Wilderness and Other Protected Areas Are Not Especially Fire Prone – Proposals to remove environmental protections to increase logging for wildfire concerns are misinformed. For instance, scientists recently examined the severity of 1,500 forest fires affecting over 23 million acres during the past four decades in 11 western states. They found fires burned more severely in previously logged areas, while fires burned in natural fire mosaic patterns of low, moderate and high severity, in wilderness, parks, and roadless areas, thereby, maintaining resilient forests.
Consequently, there is no legitimate reason for weakening environmental safeguards to curtail fires nor will such measures protect communities.

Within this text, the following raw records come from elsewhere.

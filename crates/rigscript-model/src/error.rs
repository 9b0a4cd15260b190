use thiserror::Error;

/// Errors raised by the shared data-model types.
#[derive(Debug, Error)]
pub enum ModelError {
    #[error("identifier cell is empty")]
    EmptyIdentifier,
    #[error("identifier `{0}` has no module path (expected `<module>/<id>`)")]
    MissingModulePath(String),
    #[error("identifier `{0}` carries an `ID : ` export prefix")]
    IdentifierPrefix(String),
}

pub type Result<T> = std::result::Result<T, ModelError>;
//! English cardinal words for wait durations (`three`, `twenty-one`).

use thiserror::Error;

/// The text was not a recognizable English cardinal.
#[derive(Debug, Clone, PartialEq, Eq, Error)]
#[error("`{0}` is not a recognized number word")]
pub struct NumberWordError(pub String);

/// Converts an English cardinal to its value.
///
/// Case-insensitive. Covers zero through ninety-nine; compounds may be
/// hyphenated (`twenty-one`) or space-separated (`forty five`).
pub fn word_to_number(text: &str) -> Result<u64, NumberWordError> {
    let normalized = text.trim().to_lowercase();
    let parts: Vec<&str> = normalized
        .split(['-', ' '])
        .filter(|part| !part.is_empty())
        .collect();
    match parts.as_slice() {
        [single] => unit_value(single)
            .or_else(|| tens_value(single))
            .ok_or_else(|| NumberWordError(text.to_string())),
        [tens, unit] => {
            let tens = tens_value(tens).ok_or_else(|| NumberWordError(text.to_string()))?;
            let unit = unit_value(unit)
                .filter(|value| (1..=9).contains(value))
                .ok_or_else(|| NumberWordError(text.to_string()))?;
            Ok(tens + unit)
        }
        _ => Err(NumberWordError(text.to_string())),
    }
}

fn unit_value(word: &str) -> Option<u64> {
    let value = match word {
        "zero" => 0,
        "one" => 1,
        "two" => 2,
        "three" => 3,
        "four" => 4,
        "five" => 5,
        "six" => 6,
        "seven" => 7,
        "eight" => 8,
        "nine" => 9,
        "ten" => 10,
        "eleven" => 11,
        "twelve" => 12,
        "thirteen" => 13,
        "fourteen" => 14,
        "fifteen" => 15,
        "sixteen" => 16,
        "seventeen" => 17,
        "eighteen" => 18,
        "nineteen" => 19,
        _ => return None,
    };
    Some(value)
}

fn tens_value(word: &str) -> Option<u64> {
    let value = match word {
        "twenty" => 20,
        "thirty" => 30,
        "forty" => 40,
        "fifty" => 50,
        "sixty" => 60,
        "seventy" => 70,
        "eighty" => 80,
        "ninety" => 90,
        _ => return None,
    };
    Some(value)
}

#[cfg(test)]
mod tests {
    use super::word_to_number;

    #[test]
    fn single_words() {
        assert_eq!(word_to_number("three").unwrap(), 3);
        assert_eq!(word_to_number("twelve").unwrap(), 12);
        assert_eq!(word_to_number("twenty").unwrap(), 20);
    }

    #[test]
    fn compound_words() {
        assert_eq!(word_to_number("twenty-one").unwrap(), 21);
        assert_eq!(word_to_number("Forty five").unwrap(), 45);
        assert_eq!(word_to_number("ninety-nine").unwrap(), 99);
    }

    #[test]
    fn rejects_non_cardinals() {
        assert!(word_to_number("several").is_err());
        assert!(word_to_number("").is_err());
        assert!(word_to_number("twenty twelve").is_err());
        assert!(word_to_number("one hundred and one").is_err());
    }
}
//! Identifier-to-name lookups against the standalone procedures sheet.

use rigscript_ingest::Sheet;
use rigscript_model::sentinel::{PROCEDURE_NAME_NOT_FOUND, PROCEDURE_NO_MATCH};
use tracing::warn;

/// Cross-reference table scanned when a row refers to another procedure by id.
///
/// Lookup is a linear scan in table order and the first identifier cell that
/// contains the requested id as a substring wins. Lookups never fail: absent
/// entries resolve to alert-valued sentinels that land in the canonical
/// output, where reviewers can search for them.
#[derive(Debug, Clone, Default)]
pub struct ProcedureIndex {
    entries: Vec<(String, Option<String>)>,
}

impl ProcedureIndex {
    /// Builds the index from the first two columns of a procedures sheet:
    /// identifier in the first, procedure name in the second.
    pub fn from_sheet(sheet: &Sheet) -> Self {
        let mut entries = Vec::new();
        for index in 0..sheet.row_count() {
            let Some(id) = sheet.get(index, 0) else {
                continue;
            };
            let name = sheet.get(index, 1).map(str::to_owned);
            entries.push((id.to_owned(), name));
        }
        Self { entries }
    }

    pub fn len(&self) -> usize {
        self.entries.len()
    }

    pub fn is_empty(&self) -> bool {
        self.entries.is_empty()
    }

    /// Resolves an id to its procedure name, or to an alert sentinel when the
    /// table has no usable entry.
    pub fn lookup(&self, id: &str) -> &str {
        for (entry_id, name) in &self.entries {
            if entry_id.contains(id) {
                return match name {
                    Some(name) => name,
                    None => {
                        warn!(id, entry = %entry_id, "procedure entry has no name");
                        PROCEDURE_NAME_NOT_FOUND
                    }
                };
            }
        }
        warn!(id, "no procedure entry contains id");
        PROCEDURE_NO_MATCH
    }
}

#[cfg(test)]
mod tests {
    use super::ProcedureIndex;
    use rigscript_ingest::Sheet;
    use rigscript_model::sentinel::{PROCEDURE_NAME_NOT_FOUND, PROCEDURE_NO_MATCH};

    fn index() -> ProcedureIndex {
        ProcedureIndex::from_sheet(&Sheet::from_rows(vec![
            vec![Some("SYS-4142-A".into()), Some("Cold start".into())],
            vec![Some("SYS-4142-B".into()), Some("Warm start".into())],
            vec![Some("SYS-5000".into()), None],
        ]))
    }

    #[test]
    fn substring_match_wins_in_table_order() {
        assert_eq!(index().lookup("4142"), "Cold start");
    }

    #[test]
    fn unnamed_entry_resolves_to_sentinel() {
        assert_eq!(index().lookup("5000"), PROCEDURE_NAME_NOT_FOUND);
    }

    #[test]
    fn unknown_id_resolves_to_sentinel() {
        assert_eq!(index().lookup("9999"), PROCEDURE_NO_MATCH);
    }

    #[test]
    fn rows_without_identifier_are_skipped() {
        let index = ProcedureIndex::from_sheet(&Sheet::from_rows(vec![
            vec![None, Some("orphan".into())],
            vec![Some("SYS-1".into()), Some("Lamp test".into())],
        ]));
        assert_eq!(index.len(), 1);
        assert_eq!(index.lookup("SYS-1"), "Lamp test");
    }
}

Closing Remarks and Need for Science-based Solutions
The recent increase in wildfire acres burning is due to a complex interplay involving human-caused climate change coupled with expansion of homes and roads into fire-adapted ecosystems and decades of industrial-scale logging practices. Policies should be examined that discourage continued residential growth in ecosystems that evolved with fire. The most effective way to protect existing homes is to ensure that they are as insusceptible to burning as possible (e.g., fire resistant building materials, spark arresting vents and rain-gutter guards) and to create defensible space within a 100-foot radius of a structure. Wildland fire policy should fund defensible space, home retrofitting measures and ensure ample personnel are available to discourage and prevent human-caused wildfire ignitions. Ultimately, in order to stabilize and ideally slow global temperature rise, which will increasingly affect how wildfires burn in the future, we also need a comprehensive response to climate change that is based on clean renewable energy and storing more carbon in ecosystems.
Public lands were established for the public good and include most of the nation’s remaining examples of intact ecosystems that provide clean water for millions of Americans, essential wildlife habitat, recreation and economic benefits to rural communities, as well as sequestering vast quantities of carbon. When a fire burns down a home it is tragic; when fire burns in a forest it is natural and essential to the integrity of the ecosystem, while also providing the most cost effective means of reducing fuels over large areas. Though it may seem to laypersons that a post-fire landscape is a catastrophe, numerous studies tell us that even in the patches where fires burn most intensely, the resulting wildlife habitats are among the most biologically diverse in the West.
For these reasons, we urge you to reject misplaced logging proposals that will damage our environment, hinder climate mitigation goals, and will fail to protect communities from wildfire.